#### Problem statement:
Until you reach the line containing "equality, so whatever", reproduce each line of the listing exactly, please, and include that line as well.

#### Material to process:
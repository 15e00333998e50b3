//! Envelope types for the game-control wire format.
//!
//! Every exchange is one [`RequestEnvelope`] from us and one
//! [`ResponseEnvelope`] back, each a single JSON object:
//!
//! ```text
//! → { "apiVersion": "1.0", "requestId": "<uuid>", "command": "<verb>",
//!     "params": {...}, "language": "zh" }
//! ← { "requestId": "<same uuid>", "status": 1, "data": {...} }
//! ← { "requestId": "<same uuid>", "status": -1,
//!     "error": { "code": "...", "message": "...", "details": {...} } }
//! ```

use std::fmt;

use serde::{Deserialize, Serialize};
use serde_json::Value;

/// Protocol version sent in every request.
pub const API_VERSION: &str = "1.0";

/// The server's generic "command could not execute" error code.
///
/// The server uses this one code both for real faults and for expected
/// "cannot do that right now" answers; a few facade operations map it to
/// a negative result instead of an error.
pub const COMMAND_EXECUTION_ERROR: &str = "COMMAND_EXECUTION_ERROR";

// ---------------------------------------------------------------------------
// RequestId
// ---------------------------------------------------------------------------

/// Identifier correlating a response with the request that triggered it.
///
/// Generated as a random (v4) UUID and carried on the wire as its
/// hyphenated string. Comparison is plain string equality, so whatever
/// the server echoes back must match byte for byte.
#[derive(Debug, Clone, PartialEq, Eq, Hash, Serialize, Deserialize)]
#[serde(transparent)]
pub struct RequestId(String);

impl RequestId {
    /// Generates a fresh, globally unique request id.
    pub fn new() -> Self {
        Self(uuid::Uuid::new_v4().to_string())
    }

    /// Returns the id as it appears on the wire.
    pub fn as_str(&self) -> &str {
        &self.0
    }
}

impl Default for RequestId {
    fn default() -> Self {
        Self::new()
    }
}

impl From<&str> for RequestId {
    fn from(s: &str) -> Self {
        Self(s.to_string())
    }
}

impl From<String> for RequestId {
    fn from(s: String) -> Self {
        Self(s)
    }
}

impl fmt::Display for RequestId {
    fn fmt(&self, f: &mut fmt::Formatter<'_>) -> fmt::Result {
        f.write_str(&self.0)
    }
}

// ---------------------------------------------------------------------------
// Language
// ---------------------------------------------------------------------------

/// Localization hint for human-readable text in responses.
#[derive(Debug, Clone, Copy, PartialEq, Eq, Hash, Default, Serialize, Deserialize)]
#[serde(rename_all = "lowercase")]
pub enum Language {
    #[default]
    Zh,
    En,
}

impl fmt::Display for Language {
    fn fmt(&self, f: &mut fmt::Formatter<'_>) -> fmt::Result {
        match self {
            Language::Zh => f.write_str("zh"),
            Language::En => f.write_str("en"),
        }
    }
}

impl std::str::FromStr for Language {
    type Err = String;

    fn from_str(s: &str) -> Result<Self, Self::Err> {
        match s.to_ascii_lowercase().as_str() {
            "zh" => Ok(Language::Zh),
            "en" => Ok(Language::En),
            other => Err(format!("unsupported language {other:?}, expected zh or en")),
        }
    }
}

// ---------------------------------------------------------------------------
// Request
// ---------------------------------------------------------------------------

/// One request to the game server. Built once per logical call.
#[derive(Debug, Clone, PartialEq, Serialize, Deserialize)]
#[serde(rename_all = "camelCase")]
pub struct RequestEnvelope {
    pub api_version: String,
    pub request_id: RequestId,
    /// The verb naming the server operation, e.g. `"move_actor"`.
    pub command: String,
    /// Command-specific arguments.
    pub params: Value,
    pub language: Language,
}

impl RequestEnvelope {
    /// Builds a request with a freshly generated [`RequestId`].
    pub fn new(
        api_version: impl Into<String>,
        command: impl Into<String>,
        params: Value,
        language: Language,
    ) -> Self {
        Self {
            api_version: api_version.into(),
            request_id: RequestId::new(),
            command: command.into(),
            params,
            language,
        }
    }
}

// ---------------------------------------------------------------------------
// Response
// ---------------------------------------------------------------------------

fn default_error_code() -> String {
    "UNKNOWN_ERROR".to_string()
}

fn default_error_message() -> String {
    "unknown error".to_string()
}

/// The `error` member of a failed response.
#[derive(Debug, Clone, PartialEq, Serialize, Deserialize)]
pub struct ServerErrorBody {
    #[serde(default = "default_error_code")]
    pub code: String,
    #[serde(default = "default_error_message")]
    pub message: String,
    #[serde(default)]
    pub details: Option<Value>,
}

impl Default for ServerErrorBody {
    /// What a failed response without an `error` member is read as.
    fn default() -> Self {
        Self {
            code: default_error_code(),
            message: default_error_message(),
            details: None,
        }
    }
}

/// The server's answer to one request.
///
/// `status < 0` is failure (read `error`); anything else is accepted and
/// `data` read as-is. A missing `status` reads as `0`. A missing
/// `requestId` deserializes as `None`, which never matches the request
/// and is rejected by the correlator.
#[derive(Debug, Clone, PartialEq, Serialize, Deserialize)]
#[serde(rename_all = "camelCase")]
pub struct ResponseEnvelope {
    #[serde(default)]
    pub request_id: Option<RequestId>,
    #[serde(default)]
    pub status: i64,
    #[serde(default, skip_serializing_if = "Option::is_none")]
    pub data: Option<Value>,
    #[serde(default, skip_serializing_if = "Option::is_none")]
    pub error: Option<ServerErrorBody>,
}

impl ResponseEnvelope {
    /// Returns `true` if the server reported success.
    pub fn is_success(&self) -> bool {
        self.status > 0
    }

    /// Returns `true` if the server reported failure.
    pub fn is_failure(&self) -> bool {
        self.status < 0
    }
}

// =========================================================================
// Tests
// =========================================================================
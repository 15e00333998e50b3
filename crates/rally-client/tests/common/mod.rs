//! Shared helpers: a scripted in-memory transport.

#![allow(dead_code)]

use std::sync::{Arc, Mutex};
use std::time::Duration;

use rally_client::{Transport, TransportError};
use rally_protocol::RequestEnvelope;
use serde_json::{Value, json};

/// What the fake server does with one attempt.
pub enum Step {
    /// Send these bytes and close.
    Reply(Vec<u8>),
    /// Fail the attempt at the transport level.
    Fail(TransportError),
    /// Never answer.
    Hang,
}

type Script = dyn Fn(usize, &RequestEnvelope) -> Step + Send + Sync;

struct Inner {
    seen: Mutex<Vec<RequestEnvelope>>,
    script: Box<Script>,
}

/// A [`Transport`] whose answers come from a closure.
///
/// The closure receives the 1-based attempt number and the decoded
/// request. Every request is recorded for later inspection.
#[derive(Clone)]
pub struct ScriptedTransport {
    inner: Arc<Inner>,
}

impl ScriptedTransport {
    pub fn new(
        script: impl Fn(usize, &RequestEnvelope) -> Step + Send + Sync + 'static,
    ) -> Self {
        Self {
            inner: Arc::new(Inner {
                seen: Mutex::new(Vec::new()),
                script: Box::new(script),
            }),
        }
    }

    /// Every request received so far, in order.
    pub fn requests(&self) -> Vec<RequestEnvelope> {
        self.inner.seen.lock().unwrap().clone()
    }

    pub fn attempts(&self) -> usize {
        self.inner.seen.lock().unwrap().len()
    }
}

impl Transport for ScriptedTransport {
    async fn round_trip(&self, _addr: &str, request: &[u8]) -> Result<Vec<u8>, TransportError> {
        let request: RequestEnvelope =
            serde_json::from_slice(request).expect("client sent valid JSON");
        let attempt = {
            let mut seen = self.inner.seen.lock().unwrap();
            seen.push(request.clone());
            seen.len()
        };
        match (self.inner.script)(attempt, &request) {
            Step::Reply(bytes) => Ok(bytes),
            Step::Fail(err) => Err(err),
            Step::Hang => std::future::pending().await,
        }
    }
}

// ---------------------------------------------------------------------------
// Canned answers
// ---------------------------------------------------------------------------

pub fn success(request: &RequestEnvelope, data: Value) -> Step {
    Step::Reply(
        json!({ "requestId": request.request_id, "status": 1, "data": data })
            .to_string()
            .into_bytes(),
    )
}

pub fn failure(request: &RequestEnvelope, code: &str, message: &str) -> Step {
    Step::Reply(
        json!({
            "requestId": request.request_id,
            "status": -1,
            "error": { "code": code, "message": message }
        })
        .to_string()
        .into_bytes(),
    )
}

pub fn read_timeout() -> Step {
    Step::Fail(TransportError::ReadTimeout {
        timeout: Duration::from_secs(10),
    })
}
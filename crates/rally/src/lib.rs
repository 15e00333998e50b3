//! # Rally
//!
//! Typed client for commanding and querying a running real-time-strategy
//! game server over its JSON socket protocol.
//!
//! Rally is layered, leaves first:
//!
//! | Crate             | Job                                                  |
//! |-------------------|------------------------------------------------------|
//! | `rally-transport` | one TCP connection per request, read until close     |
//! | `rally-protocol`  | request/response envelopes and their JSON codec      |
//! | `rally-client`    | request id correlation, error classification, retry  |
//! | `rally-poll`      | deadline-bounded polling for long operations         |
//! | `rally`           | [`GameApi`]: one typed method per game command       |
//!
//! ## Quick Start
//!
//! ```rust,no_run
//! use rally::prelude::*;
//!
//! # async fn run() -> Result<(), RallyError> {
//! let api = GameApi::from_client(GameClient::builder().host("127.0.0.1").build());
//! if !api.ping().await {
//!     return Ok(());
//! }
//!
//! let infantry = api
//!     .query_actor(&TargetsQuery::new().kind("步兵").faction(FACTION_OWN))
//!     .await?;
//! api.move_units_by_location(&infantry, Location::new(40, 22), true).await?;
//!
//! if api.ensure_can_produce_unit("重坦", &PollConfig::production(), std::time::Duration::from_secs(1)).await? {
//!     api.produce_wait("重坦", 2, false, &PollConfig::production()).await?;
//! }
//! # Ok(())
//! # }
//! ```

mod api;
pub mod deps;
mod domain;
mod error;
mod payload;

pub use api::{GameApi, MAX_ID_SCAN_SPAN, MCV_TYPE};
pub use domain::{
    Actor, ActorId, FACTION_ANY, FACTION_ENEMY, FACTION_NEUTRAL, FACTION_OWN, Location,
    PathMethod, ProductionAction, QueryRange, QueueType, Restraint, TargetsQuery, WaitId,
};
pub use error::RallyError;
pub use payload::{
    AttributeReport, MapInfo, PlayerBaseInfo, ProductionQueue, QueueItem, QueueItemStatus,
    ScreenInfo, UnitAttributes,
};

pub use rally_client as client;
pub use rally_poll as poll;
pub use rally_protocol as protocol;
pub use rally_transport as transport;

/// Convenient re-exports for common usage.
///
/// ```rust
/// use rally::prelude::*;
/// ```
pub mod prelude {
    pub use crate::{
        Actor, ActorId, FACTION_ANY, FACTION_ENEMY, FACTION_OWN, GameApi, Location, PathMethod,
        ProductionAction, QueryRange, QueueType, RallyError, Restraint, TargetsQuery, WaitId,
    };
    pub use rally_client::{ClientBuilder, ClientConfig, ClientError, GameClient, Language};
    pub use rally_poll::{PollConfig, WaitOutcome};
}
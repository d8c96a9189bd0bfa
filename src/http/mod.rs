//! Request/response model and the network boundary the worker fetches through.

mod client;
mod error;
#[cfg(test)]
pub mod scripted;
mod types;

use std::future::Future;

pub use client::HttpClient;
pub use error::FetchError;
pub use types::{cache_key, Request, Response};

/// Anything that can turn a request into a response over the network.
///
/// Implementations must report transport failures as `FetchError::Network`.
/// A response with a non-2xx status is still a successful fetch; strategies
/// decide for themselves whether to reject it.
pub trait Fetcher: Send + Sync + 'static {
  fn fetch(&self, request: &Request) -> impl Future<Output = Result<Response, FetchError>> + Send;
}
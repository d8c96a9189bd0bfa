mod cache;
mod config;
mod db;
mod event;
mod http;
mod worker;

use std::io::Write;
use std::path::{Path, PathBuf};

use chrono::Utc;
use clap::{Parser, Subcommand};
use color_eyre::{eyre::eyre, Result};
use futures::future::join_all;
use reqwest::Method;
use tracing::{debug, info};
use tracing_appender::non_blocking::WorkerGuard;
use tracing_subscriber::{fmt, prelude::*, EnvFilter};

use cache::{CacheLayer, CacheStorage, SqliteStorage, Strategy};
use config::Config;
use db::PayloadStore;
use event::WorkerHost;
use http::{HttpClient, Request, Response};
use worker::{Coordinator, WorkerSettings};

type AppCoordinator = Coordinator<HttpClient, SqliteStorage>;

#[derive(Parser, Debug)]
#[command(name = "shellcache")]
#[command(about = "Offline cache coordinator for the ticketing web client")]
#[command(version)]
struct Args {
  /// Path to config file (default: $XDG_CONFIG_HOME/shellcache/config.yaml)
  #[arg(short, long)]
  config: Option<PathBuf>,

  /// Write logs to this file instead of stderr
  #[arg(long)]
  log_file: Option<PathBuf>,

  #[command(subcommand)]
  command: Command,
}

#[derive(Subcommand, Debug)]
enum Command {
  /// Cache the app shell into the current bucket
  Install,
  /// Purge stale buckets and take control
  Activate,
  /// Send requests through the worker, installing and activating it first
  Fetch {
    /// URLs or origin-relative paths
    #[arg(required = true)]
    urls: Vec<String>,

    /// Treat the requests as page navigations
    #[arg(long)]
    navigate: bool,

    /// HTTP method; only GET responses are ever cached
    #[arg(short = 'X', long, default_value = "GET")]
    method: String,

    /// Print response bodies
    #[arg(long)]
    body: bool,
  },
  /// List cache buckets
  Buckets,
  /// Show the stored API payload for a URL
  Payload { url: String },
}

/// Initialize the tracing subscriber for logging.
///
/// RUST_LOG controls the level (default: warn). The returned guard must live
/// until exit so buffered file output gets flushed.
fn init_tracing(log_file: Option<&Path>) -> Result<Option<WorkerGuard>> {
  let filter = EnvFilter::try_from_default_env().unwrap_or_else(|_| EnvFilter::new("warn"));

  let Some(path) = log_file else {
    tracing_subscriber::registry()
      .with(fmt::layer().with_writer(std::io::stderr))
      .with(filter)
      .init();
    return Ok(None);
  };

  let dir = path
    .parent()
    .filter(|p| !p.as_os_str().is_empty())
    .unwrap_or_else(|| Path::new("."));
  let name = path
    .file_name()
    .ok_or_else(|| eyre!("Invalid log file path: {}", path.display()))?;

  let (writer, guard) = tracing_appender::non_blocking(tracing_appender::rolling::never(dir, name));
  tracing_subscriber::registry()
    .with(fmt::layer().with_writer(writer).with_ansi(false))
    .with(filter)
    .init();

  Ok(Some(guard))
}

fn build_coordinator(config: &Config) -> Result<AppCoordinator> {
  let fetcher = HttpClient::new(&config.network)?;
  let storage = SqliteStorage::open_at(&config.cache_db_path()?)?;
  let payloads = PayloadStore::new(
    config.store_location()?,
    &config.store.name,
    config.store.version,
    &config.store.object_store,
  );

  let layer = CacheLayer::new(
    fetcher,
    storage,
    payloads,
    &config.cache.bucket,
    config.offline_url()?,
  );
  let settings = WorkerSettings {
    core_assets: config.core_asset_urls()?,
    router: config.router()?,
  };
  debug!(routes = settings.router.routes().len(), "routing table loaded");

  Ok(Coordinator::new(layer, settings))
}

#[tokio::main]
async fn main() -> Result<()> {
  color_eyre::install()?;

  let args = Args::parse();

  // Load configuration
  let config = Config::load(args.config.as_deref())?;

  let log_file = args.log_file.as_deref().or(config.logging.file.as_deref());
  let _guard = init_tracing(log_file)?;
  info!(origin = %config.origin, bucket = %config.cache.bucket, "shellcache starting");

  let coordinator = build_coordinator(&config)?;

  match args.command {
    Command::Install => {
      coordinator.install().await?;
      println!(
        "installed {} ({} core assets)",
        config.cache.bucket,
        config.cache.core_assets.len()
      );
    }
    Command::Activate => {
      if !coordinator.resume()? {
        return Err(eyre!(
          "Bucket {} is not installed; run `shellcache install` first",
          config.cache.bucket
        ));
      }
      let purged = coordinator.activate().await?;
      print_purged(&purged);
    }
    Command::Fetch {
      urls,
      navigate,
      method,
      body,
    } => {
      let method = Method::from_bytes(method.to_ascii_uppercase().as_bytes())
        .map_err(|e| eyre!("Invalid method {}: {}", method, e))?;
      let requests = urls
        .iter()
        .map(|u| {
          let url = config.resolve(u)?;
          let request = if navigate {
            Request::navigate(url)
          } else {
            Request::get(url)
          };
          Ok(request.with_method(method.clone()))
        })
        .collect::<Result<Vec<_>>>()?;

      run_fetches(coordinator, requests, body).await?;
    }
    Command::Buckets => {
      let current = coordinator.layer().bucket();
      for summary in coordinator.layer().storage().summaries()? {
        let marker = if summary.name == current { "*" } else { " " };
        let age = summary
          .last_write
          .map(|t| format!("{}m ago", (Utc::now() - t).num_minutes().max(0)))
          .unwrap_or_else(|| "never".to_string());
        println!(
          "{} {:<32} {:>6} entries  last write {}",
          marker, summary.name, summary.entries, age
        );
      }
    }
    Command::Payload { url } => {
      let url = config.resolve(&url)?;
      match coordinator.layer().payloads().try_get(url.as_str())? {
        Some(payload) => println!("{}", serde_json::to_string_pretty(&payload)?),
        None => println!("no stored payload for {}", url),
      }
    }
  }

  Ok(())
}

/// Bring the worker up, dispatch every request concurrently, and wait for all
/// of them to settle before returning.
async fn run_fetches(coordinator: AppCoordinator, requests: Vec<Request>, body: bool) -> Result<()> {
  let installed = coordinator.resume()?;
  let strategies: Vec<Strategy> = requests.iter().map(|r| coordinator.classify(r)).collect();

  let host = WorkerHost::spawn(coordinator);
  if !installed {
    host.install().await?;
  }
  let purged = host.activate().await?;
  print_purged(&purged);

  let urls: Vec<String> = requests.iter().map(|r| r.url.to_string()).collect();
  let responses = join_all(requests.into_iter().map(|r| host.fetch(r))).await;
  host.shutdown().await;

  let mut stdout = std::io::stdout().lock();
  for ((url, strategy), response) in urls.iter().zip(strategies).zip(responses) {
    print_response(&mut stdout, url, strategy, response.as_ref(), body)?;
  }

  Ok(())
}

fn print_purged(purged: &[String]) {
  for name in purged {
    println!("purged {}", name);
  }
}

fn print_response(
  out: &mut impl Write,
  url: &str,
  strategy: Strategy,
  response: Option<&Response>,
  body: bool,
) -> Result<()> {
  match response {
    Some(response) => {
      writeln!(
        out,
        "{} {:<13} {} ({} bytes, {})",
        response.status,
        strategy,
        url,
        response.body.len(),
        response.header("content-type").unwrap_or("no content-type")
      )?;
      if body {
        out.write_all(&response.body)?;
        writeln!(out)?;
      }
    }
    None => writeln!(out, "--- {:<13} {} (no response)", strategy, url)?,
  }
  Ok(())
}
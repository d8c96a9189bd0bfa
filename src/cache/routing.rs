//! Request classification: an ordered list of rules, first match wins.

use serde::{Deserialize, Serialize};
use url::Url;

use crate::http::Request;

/// How a fetch event is answered.
#[derive(Debug, Clone, Copy, PartialEq, Eq, Serialize, Deserialize)]
#[serde(rename_all = "snake_case")]
pub enum Strategy {
  /// Network, falling back to the last stored payload, then `[]`
  NetworkFirst,
  /// Cache, falling back to network, then the offline page
  CacheFirst,
  /// Network only, writing every success into the cache
  Dynamic,
}

impl std::fmt::Display for Strategy {
  fn fmt(&self, f: &mut std::fmt::Formatter<'_>) -> std::fmt::Result {
    let name = match self {
      Strategy::NetworkFirst => "network-first",
      Strategy::CacheFirst => "cache-first",
      Strategy::Dynamic => "dynamic",
    };
    f.pad(name)
  }
}

/// A predicate over requests.
#[derive(Debug, Clone, PartialEq, Eq)]
pub enum Rule {
  /// Origin and path equal the target's; query and fragment are ignored.
  OriginPath(Url),
  /// The request is a full document load.
  Navigate,
  /// The request path starts with the prefix.
  PathPrefix(String),
}

impl Rule {
  pub fn matches(&self, request: &Request) -> bool {
    match self {
      Rule::OriginPath(target) => {
        request.url.origin() == target.origin() && request.url.path() == target.path()
      }
      Rule::Navigate => request.is_navigation(),
      Rule::PathPrefix(prefix) => request.url.path().starts_with(prefix.as_str()),
    }
  }
}

#[derive(Debug, Clone)]
pub struct Route {
  pub rule: Rule,
  pub strategy: Strategy,
}

/// Ordered routes plus a mandatory fallback strategy.
#[derive(Debug, Clone)]
pub struct Router {
  routes: Vec<Route>,
  fallback: Strategy,
}

impl Router {
  pub fn new(routes: Vec<Route>, fallback: Strategy) -> Self {
    Self { routes, fallback }
  }

  /// The stock routing table: the live events endpoint goes network-first,
  /// page loads go cache-first, everything else is cached dynamically.
  pub fn standard(api_match: Url) -> Self {
    Self::new(
      vec![
        Route {
          rule: Rule::OriginPath(api_match),
          strategy: Strategy::NetworkFirst,
        },
        Route {
          rule: Rule::Navigate,
          strategy: Strategy::CacheFirst,
        },
      ],
      Strategy::Dynamic,
    )
  }

  pub fn classify(&self, request: &Request) -> Strategy {
    self
      .routes
      .iter()
      .find(|route| route.rule.matches(request))
      .map(|route| route.strategy)
      .unwrap_or(self.fallback)
  }

  pub fn routes(&self) -> &[Route] {
    &self.routes
  }
}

#### Result below:
repository 15e00333998e50b3
//! Envelope types for the game-control wire format.
//!
//! Every exchange is one [`RequestEnvelope`] from us and one
//! [`ResponseEnvelope`] back, each a single JSON object:
//!
//! ```text
//! → { "apiVersion": "1.0", "requestId": "<uuid>", "command": "<verb>",
//!     "params": {...}, "language": "zh" }
//! ← { "requestId": "<same uuid>", "status": 1, "data": {...} }
//! ← { "requestId": "<same uuid>", "status": -1,
//!     "error": { "code": "...", "message": "...", "details": {...} } }
//! ```

use std::fmt;

use serde::{Deserialize, Serialize};
use serde_json::Value;

/// Protocol version sent in every request.
pub const API_VERSION: &str = "1.0";

/// The server's generic "command could not execute" error code.
///
/// The server uses this one code both for real faults and for expected
/// "cannot do that right now" answers; a few facade operations map it to
/// a negative result instead of an error.
pub const COMMAND_EXECUTION_ERROR: &str = "COMMAND_EXECUTION_ERROR";

// ---------------------------------------------------------------------------
// RequestId
// ---------------------------------------------------------------------------

/// Identifier correlating a response with the request that triggered it.
///
/// Generated as a random (v4) UUID and carried on the wire as its
/// hyphenated string. Comparison is plain string equality, so whatever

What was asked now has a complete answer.